» ASSIGNED TASK: Each record is to be written out exactly as it appears.

» EXTRACTED INFORMATION:

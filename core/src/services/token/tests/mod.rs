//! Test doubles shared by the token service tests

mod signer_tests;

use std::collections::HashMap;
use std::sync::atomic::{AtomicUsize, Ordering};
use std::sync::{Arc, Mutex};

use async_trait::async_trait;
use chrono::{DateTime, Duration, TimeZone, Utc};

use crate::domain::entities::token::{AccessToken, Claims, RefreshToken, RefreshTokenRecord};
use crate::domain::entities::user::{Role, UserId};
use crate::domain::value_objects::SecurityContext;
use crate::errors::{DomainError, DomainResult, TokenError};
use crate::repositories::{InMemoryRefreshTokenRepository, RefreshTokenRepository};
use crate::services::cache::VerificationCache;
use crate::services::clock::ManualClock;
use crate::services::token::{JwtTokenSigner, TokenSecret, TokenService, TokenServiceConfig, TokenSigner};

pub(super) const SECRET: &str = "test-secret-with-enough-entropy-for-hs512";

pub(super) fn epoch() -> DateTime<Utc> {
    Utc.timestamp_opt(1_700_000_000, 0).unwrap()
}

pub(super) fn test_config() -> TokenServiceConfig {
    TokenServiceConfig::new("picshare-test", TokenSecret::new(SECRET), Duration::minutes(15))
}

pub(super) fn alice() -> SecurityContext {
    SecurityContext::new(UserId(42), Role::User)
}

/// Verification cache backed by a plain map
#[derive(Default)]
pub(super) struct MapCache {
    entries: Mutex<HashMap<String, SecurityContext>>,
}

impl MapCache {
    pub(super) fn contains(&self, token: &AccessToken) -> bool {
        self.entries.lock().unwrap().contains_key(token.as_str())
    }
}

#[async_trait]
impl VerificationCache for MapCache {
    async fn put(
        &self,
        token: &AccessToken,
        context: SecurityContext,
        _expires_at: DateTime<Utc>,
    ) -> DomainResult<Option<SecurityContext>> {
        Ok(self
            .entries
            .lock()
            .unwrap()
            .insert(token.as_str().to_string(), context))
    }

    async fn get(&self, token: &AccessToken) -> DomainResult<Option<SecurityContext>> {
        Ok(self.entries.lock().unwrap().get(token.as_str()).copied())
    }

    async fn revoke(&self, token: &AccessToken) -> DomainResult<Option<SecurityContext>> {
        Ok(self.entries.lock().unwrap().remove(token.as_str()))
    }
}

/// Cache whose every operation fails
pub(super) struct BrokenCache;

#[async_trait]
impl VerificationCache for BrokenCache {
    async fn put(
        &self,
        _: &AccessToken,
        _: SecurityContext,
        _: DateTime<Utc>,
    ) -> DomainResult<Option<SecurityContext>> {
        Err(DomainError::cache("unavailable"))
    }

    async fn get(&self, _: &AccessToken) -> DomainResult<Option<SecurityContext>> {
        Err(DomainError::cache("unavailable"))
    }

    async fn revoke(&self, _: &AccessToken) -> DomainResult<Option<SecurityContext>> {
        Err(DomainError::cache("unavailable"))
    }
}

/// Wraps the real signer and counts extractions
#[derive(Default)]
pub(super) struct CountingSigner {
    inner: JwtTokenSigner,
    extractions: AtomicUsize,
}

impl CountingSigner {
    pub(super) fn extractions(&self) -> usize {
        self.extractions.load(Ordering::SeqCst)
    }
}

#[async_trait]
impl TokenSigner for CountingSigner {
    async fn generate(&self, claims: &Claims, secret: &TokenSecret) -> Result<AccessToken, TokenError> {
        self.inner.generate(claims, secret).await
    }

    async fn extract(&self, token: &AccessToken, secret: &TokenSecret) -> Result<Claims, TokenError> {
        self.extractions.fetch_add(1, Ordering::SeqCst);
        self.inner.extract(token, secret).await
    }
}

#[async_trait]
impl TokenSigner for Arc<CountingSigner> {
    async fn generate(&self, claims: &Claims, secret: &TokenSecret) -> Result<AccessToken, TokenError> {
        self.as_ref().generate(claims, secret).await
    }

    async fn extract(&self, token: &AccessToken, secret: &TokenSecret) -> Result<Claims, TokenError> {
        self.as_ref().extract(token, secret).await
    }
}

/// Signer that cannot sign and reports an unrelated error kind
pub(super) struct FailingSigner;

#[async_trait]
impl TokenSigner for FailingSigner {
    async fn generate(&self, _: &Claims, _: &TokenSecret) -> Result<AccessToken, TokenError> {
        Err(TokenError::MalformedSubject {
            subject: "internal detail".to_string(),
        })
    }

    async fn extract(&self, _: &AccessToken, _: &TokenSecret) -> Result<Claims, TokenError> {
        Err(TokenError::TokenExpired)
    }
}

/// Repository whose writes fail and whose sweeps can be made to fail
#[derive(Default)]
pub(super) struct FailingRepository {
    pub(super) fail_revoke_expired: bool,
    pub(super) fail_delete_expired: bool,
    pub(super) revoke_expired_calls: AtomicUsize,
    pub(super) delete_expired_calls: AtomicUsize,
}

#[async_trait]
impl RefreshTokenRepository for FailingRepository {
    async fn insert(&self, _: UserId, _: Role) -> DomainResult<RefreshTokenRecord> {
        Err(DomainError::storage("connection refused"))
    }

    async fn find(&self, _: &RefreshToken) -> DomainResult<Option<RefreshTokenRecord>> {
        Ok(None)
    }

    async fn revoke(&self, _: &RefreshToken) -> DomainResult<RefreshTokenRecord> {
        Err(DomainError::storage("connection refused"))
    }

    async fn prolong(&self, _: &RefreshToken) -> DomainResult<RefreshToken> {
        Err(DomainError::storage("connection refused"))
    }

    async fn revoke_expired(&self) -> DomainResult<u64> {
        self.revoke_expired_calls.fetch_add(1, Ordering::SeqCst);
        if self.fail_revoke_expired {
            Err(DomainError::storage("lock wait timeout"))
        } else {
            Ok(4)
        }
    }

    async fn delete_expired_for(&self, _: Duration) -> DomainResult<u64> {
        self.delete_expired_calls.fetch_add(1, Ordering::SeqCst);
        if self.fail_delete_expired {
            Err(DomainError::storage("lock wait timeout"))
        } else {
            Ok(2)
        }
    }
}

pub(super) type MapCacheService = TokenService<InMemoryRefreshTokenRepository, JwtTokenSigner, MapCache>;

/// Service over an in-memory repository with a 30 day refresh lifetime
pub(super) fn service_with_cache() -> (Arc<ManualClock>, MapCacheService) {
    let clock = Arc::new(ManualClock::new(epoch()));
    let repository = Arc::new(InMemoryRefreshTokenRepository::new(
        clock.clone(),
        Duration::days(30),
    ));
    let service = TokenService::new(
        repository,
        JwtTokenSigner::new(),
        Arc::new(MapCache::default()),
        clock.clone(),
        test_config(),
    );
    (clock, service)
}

» ANSWER TO THE PROBLEM:
filename core/src/services/token/tests/mod.rs
//! Test doubles shared by the token service tests

mod signer_tests;

use std::collections::HashMap;
use std::sync::atomic::{AtomicUsize, Ordering};
use std::sync::{Arc, Mutex};

use async_trait::async_trait;
use chrono::{DateTime, Duration, TimeZone, Utc};

use crate::domain::entities::token::{AccessToken, Claims, RefreshToken, RefreshTokenRecord};
use crate::domain::entities::user::{Role, UserId};
use crate::domain::value_objects::SecurityContext;
use crate::errors::{DomainError, DomainResult, TokenError};
use crate::repositories::{InMemoryRefreshTokenRepository, RefreshTokenRepository};
use crate::services::cache::VerificationCache;
use crate::services::clock::ManualClock;
use crate::services::token::{JwtTokenSigner, TokenSecret, TokenService, TokenServiceConfig, TokenSigner};

pub(super) const SECRET: &str = "test-secret-with-enough-entropy-for-hs512";

pub(super) fn epoch() -> DateTime<Utc> {
    Utc.timestamp_opt(1_700_000_000, 0).unwrap()
}

pub(super) fn test_config() -> TokenServiceConfig {
    TokenServiceConfig::new("picshare-test", TokenSecret::new(SECRET), Duration::minutes(15))
}

pub(super) fn alice() -> SecurityContext {
    SecurityContext::new(UserId(42), Role::User)
}

/// Verification cache backed by a plain map
#[derive(Default)]
pub(super) struct MapCache {
    entries: Mutex<HashMap<String, SecurityContext>>,
}

impl MapCache {
    pub(super) fn contains(&self, token: &AccessToken) -> bool {
        self.entries.lock().unwrap().contains_key(token.as_str())
    }
}

#[async_trait]
impl VerificationCache for MapCache {
    async fn put(
        &self,
        token: &AccessToken,
        context: SecurityContext,
        _expires_at: DateTime<Utc>,
    ) -> DomainResult<Option<SecurityContext>> {
        Ok(self
            .entries
            .lock()
            .unwrap()
            .insert(token.as_str().to_string(), context))
    }

    async fn get(&self, token: &AccessToken) -> DomainResult<Option<SecurityContext>> {
        Ok(self.entries.lock().unwrap().get(token.as_str()).copied())
    }

    async fn revoke(&self, token: &AccessToken) -> DomainResult<Option<SecurityContext>> {
        Ok(self.entries.lock().unwrap().remove(token.as_str()))
    }
}

/// Cache whose every operation fails
pub(super) struct BrokenCache;

#[async_trait]
impl VerificationCache for BrokenCache {
    async fn put(
        &self,
        _: &AccessToken,
        _: SecurityContext,
        _: DateTime<Utc>,
    ) -> DomainResult<Option<SecurityContext>> {
        Err(DomainError::cache("unavailable"))
    }

    async fn get(&self, _: &AccessToken) -> DomainResult<Option<SecurityContext>> {
        Err(DomainError::cache("unavailable"))
    }

    async fn revoke(&self, _: &AccessToken) -> DomainResult<Option<SecurityContext>> {
        Err(DomainError::cache("unavailable"))
    }
}

/// Wraps the real signer and counts extractions
#[derive(Default)]
pub(super) struct CountingSigner {
    inner: JwtTokenSigner,
    extractions: AtomicUsize,
}

impl CountingSigner {
    pub(super) fn extractions(&self) -> usize {
        self.extractions.load(Ordering::SeqCst)
    }
}

#[async_trait]
impl TokenSigner for CountingSigner {
    async fn generate(&self, claims: &Claims, secret: &TokenSecret) -> Result<AccessToken, TokenError> {
        self.inner.generate(claims, secret).await
    }

    async fn extract(&self, token: &AccessToken, secret: &TokenSecret) -> Result<Claims, TokenError> {
        self.extractions.fetch_add(1, Ordering::SeqCst);
        self.inner.extract(token, secret).await
    }
}

#[async_trait]
impl TokenSigner for Arc<CountingSigner> {
    async fn generate(&self, claims: &Claims, secret: &TokenSecret) -> Result<AccessToken, TokenError> {
        self.as_ref().generate(claims, secret).await
    }

    async fn extract(&self, token: &AccessToken, secret: &TokenSecret) -> Result<Claims, TokenError> {
        self.as_ref().extract(token, secret).await
    }
}

/// Signer that cannot sign and reports an unrelated error kind
pub(super) struct FailingSigner;

#[async_trait]
impl TokenSigner for FailingSigner {
    async fn generate(&self, _: &Claims, _: &TokenSecret) -> Result<AccessToken, TokenError> {
        Err(TokenError::MalformedSubject {
            subject: "internal detail".to_string(),
        })
    }

    async fn extract(&self, _: &AccessToken, _: &TokenSecret) -> Result<Claims, TokenError> {
        Err(TokenError::TokenExpired)
    }
}

/// Repository whose writes fail and whose sweeps can be made to fail
#[derive(Default)]
pub(super) struct FailingRepository {
    pub(super) fail_revoke_expired: bool,
    pub(super) fail_delete_expired: bool,
    pub(super) revoke_expired_calls: AtomicUsize,
    pub(super) delete_expired_calls: AtomicUsize,
}

#[async_trait]
impl RefreshTokenRepository for FailingRepository {
    async fn insert(&self, _: UserId, _: Role) -> DomainResult<RefreshTokenRecord> {
        Err(DomainError::storage("connection refused"))
    }

    async fn find(&self, _: &RefreshToken) -> DomainResult<Option<RefreshTokenRecord>> {
        Ok(None)
    }

    async fn revoke(&self, _: &RefreshToken) -> DomainResult<RefreshTokenRecord> {
        Err(DomainError::storage("connection refused"))
    }

    async fn prolong(&self, _: &RefreshToken) -> DomainResult<RefreshToken> {
        Err(DomainError::storage("connection refused"))
    }

    async fn revoke_expired(&self) -> DomainResult<u64> {
        self.revoke_expired_calls.fetch_add(1, Ordering::SeqCst);
        if self.fail_revoke_expired {
            Err(DomainError::storage("lock wait timeout"))
        } else {
            Ok(4)
        }
    }

    async fn delete_expired_for(&self, _: Duration) -> DomainResult<u64> {
        self.delete_expired_calls.fetch_add(1, Ordering::SeqCst);
        if self.fail_delete_expired {
            Err(DomainError::storage("lock wait timeout"))
        } else {
            Ok(2)
        }
    }
}

pub(super) type MapCacheService = TokenService<InMemoryRefreshTokenRepository, JwtTokenSigner, MapCache>;

/// Service over an in-memory repository with a 30 day refresh lifetime
pub(super) fn service_with_cache() -> (Arc<ManualClock>, MapCacheService) {
    let clock = Arc::new(ManualClock::new(epoch()));
    let repository = Arc::new(InMemoryRefreshTokenRepository::new(
        clock.clone(),
        Duration::days(30),
    ));
    let service = TokenService::new(
        repository,
        JwtTokenSigner::new(),
        Arc::new(MapCache::default()),
        clock.clone(),
        test_config(),
    );
    (clock, service)
}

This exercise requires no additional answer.